//! One JSON file per page.
//!
//! Layout: `<root>/<document id>/<page>.json`. A document is "in" the store
//! if its directory exists.

use std::{io, sync::Arc};

use crate::{identity::DocumentId, prelude::*, sync::MetadataSink};

use super::{PageResult, PageStore, write_json_atomically};

/// A [`PageStore`] which keeps each page in its own JSON file.
pub struct JsonPageStore {
    /// The directory which holds one subdirectory per document.
    root: PathBuf,

    /// Where to mirror files after each write.
    sink: Arc<dyn MetadataSink>,
}

impl JsonPageStore {
    /// Create a new store rooted at `root`, creating it if needed.
    pub async fn open(root: PathBuf, sink: Arc<dyn MetadataSink>) -> Result<Self> {
        tokio::fs::create_dir_all(&root)
            .await
            .with_context(|| format!("cannot create page store {:?}", root.display()))?;
        Ok(Self { root, sink })
    }

    fn document_dir(&self, id: &DocumentId) -> PathBuf {
        self.root.join(id.to_string())
    }

    fn page_path(&self, id: &DocumentId, page: u32) -> PathBuf {
        self.document_dir(id).join(format!("{page}.json"))
    }
}

#[async_trait]
impl PageStore for JsonPageStore {
    async fn get(&self, id: &DocumentId, page: u32) -> Result<Option<PageResult>> {
        let path = self.page_path(id, page);
        match tokio::fs::read(&path).await {
            Ok(data) => {
                let result = serde_json::from_slice(&data)
                    .with_context(|| format!("cannot parse {:?}", path.display()))?;
                Ok(Some(result))
            }
            Err(err) if err.kind() == io::ErrorKind::NotFound => Ok(None),
            Err(err) => {
                Err(err).with_context(|| format!("cannot read {:?}", path.display()))
            }
        }
    }

    #[instrument(level = "debug", skip(self, result), fields(status = %result.status))]
    async fn put(&self, id: &DocumentId, page: u32, result: &PageResult) -> Result<()> {
        let dir = self.document_dir(id);
        tokio::fs::create_dir_all(&dir)
            .await
            .with_context(|| format!("cannot create {:?}", dir.display()))?;
        let path = self.page_path(id, page);
        write_json_atomically(&path, result).await?;
        self.sink.mirror(&[path]).await;
        Ok(())
    }

    #[instrument(level = "debug", skip(self))]
    async fn delete(&self, id: &DocumentId) -> Result<()> {
        let dir = self.document_dir(id);
        match tokio::fs::remove_dir_all(&dir).await {
            Ok(()) => {
                self.sink.mirror(&[dir]).await;
                Ok(())
            }
            Err(err) if err.kind() == io::ErrorKind::NotFound => Ok(()),
            Err(err) => {
                Err(err).with_context(|| format!("cannot delete {:?}", dir.display()))
            }
        }
    }

    async fn pages(&self, id: &DocumentId) -> Result<Vec<u32>> {
        let dir = self.document_dir(id);
        let mut entries = match tokio::fs::read_dir(&dir).await {
            Ok(entries) => entries,
            Err(err) if err.kind() == io::ErrorKind::NotFound => return Ok(vec![]),
            Err(err) => {
                return Err(err).with_context(|| format!("cannot list {:?}", dir.display()));
            }
        };
        let mut pages = vec![];
        while let Some(entry) = entries
            .next_entry()
            .await
            .with_context(|| format!("cannot list {:?}", dir.display()))?
        {
            let path = entry.path();
            if path.extension().is_some_and(|ext| ext == "json") {
                if let Some(page) = path
                    .file_stem()
                    .and_then(|stem| stem.to_str())
                    .and_then(|stem| stem.parse::<u32>().ok())
                {
                    pages.push(page);
                }
            }
        }
        pages.sort_unstable();
        Ok(pages)
    }
}

#[cfg(test)]
mod tests {
    use crate::{store::PageStatus, sync::NoopSink};

    use super::*;

    async fn store_in(dir: &Path) -> JsonPageStore {
        JsonPageStore::open(dir.join("pages"), Arc::new(NoopSink))
            .await
            .unwrap()
    }

    #[tokio::test]
    async fn put_then_get_returns_written_value() {
        let dir = tempfile::TempDir::with_prefix("json-store").unwrap();
        let store = store_in(dir.path()).await;
        let id = DocumentId::new_random();

        assert_eq!(store.get(&id, 1).await.unwrap(), None);
        let first = PageResult::new("first", PageStatus::Extracted);
        store.put(&id, 1, &first).await.unwrap();
        assert_eq!(store.get(&id, 1).await.unwrap(), Some(first));

        let edited = PageResult::new("edited", PageStatus::Edited);
        store.put(&id, 1, &edited).await.unwrap();
        assert_eq!(store.get(&id, 1).await.unwrap(), Some(edited));
    }

    #[tokio::test]
    async fn files_use_documented_layout() {
        let dir = tempfile::TempDir::with_prefix("json-store").unwrap();
        let store = store_in(dir.path()).await;
        let id = DocumentId::new_random();
        store
            .put(&id, 7, &PageResult::new("seven", PageStatus::Extracted))
            .await
            .unwrap();
        let path = dir.path().join("pages").join(id.to_string()).join("7.json");
        let value: Value = serde_json::from_slice(&std::fs::read(path).unwrap()).unwrap();
        assert_eq!(value["text"], "seven");
    }

    #[tokio::test]
    async fn delete_removes_every_page() {
        let dir = tempfile::TempDir::with_prefix("json-store").unwrap();
        let store = store_in(dir.path()).await;
        let id = DocumentId::new_random();
        let other = DocumentId::new_random();
        for page in [1, 2, 10] {
            store
                .put(&id, page, &PageResult::new("x", PageStatus::Extracted))
                .await
                .unwrap();
        }
        store
            .put(&other, 1, &PageResult::new("keep", PageStatus::Extracted))
            .await
            .unwrap();
        assert_eq!(store.pages(&id).await.unwrap(), vec![1, 2, 10]);

        store.delete(&id).await.unwrap();
        for page in [1, 2, 10] {
            assert_eq!(store.get(&id, page).await.unwrap(), None);
        }
        assert!(store.pages(&id).await.unwrap().is_empty());
        assert!(store.get(&other, 1).await.unwrap().is_some());

        // Deleting twice is fine.
        store.delete(&id).await.unwrap();
    }

    #[tokio::test]
    async fn concurrent_puts_to_different_pages() {
        let dir = tempfile::TempDir::with_prefix("json-store").unwrap();
        let store = Arc::new(store_in(dir.path()).await);
        let id = DocumentId::new_random();
        let mut handles = vec![];
        for page in 1..=20u32 {
            let store = store.clone();
            handles.push(tokio::spawn(async move {
                let result = PageResult::new(format!("page {page}"), PageStatus::Extracted);
                store.put(&id, page, &result).await.unwrap();
            }));
        }
        for handle in handles {
            handle.await.unwrap();
        }
        for page in 1..=20u32 {
            let result = store.get(&id, page).await.unwrap().unwrap();
            assert_eq!(result.text, format!("page {page}"));
        }
    }
}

+-------+

Search the records above for "first". Copy each line where it is found.

        let first = PageResult::new("first", PageStatus::Extracted);
        store.put(&id, 1, &first).await.unwrap();
        assert_eq!(store.get(&id, 1).await.unwrap(), Some(first));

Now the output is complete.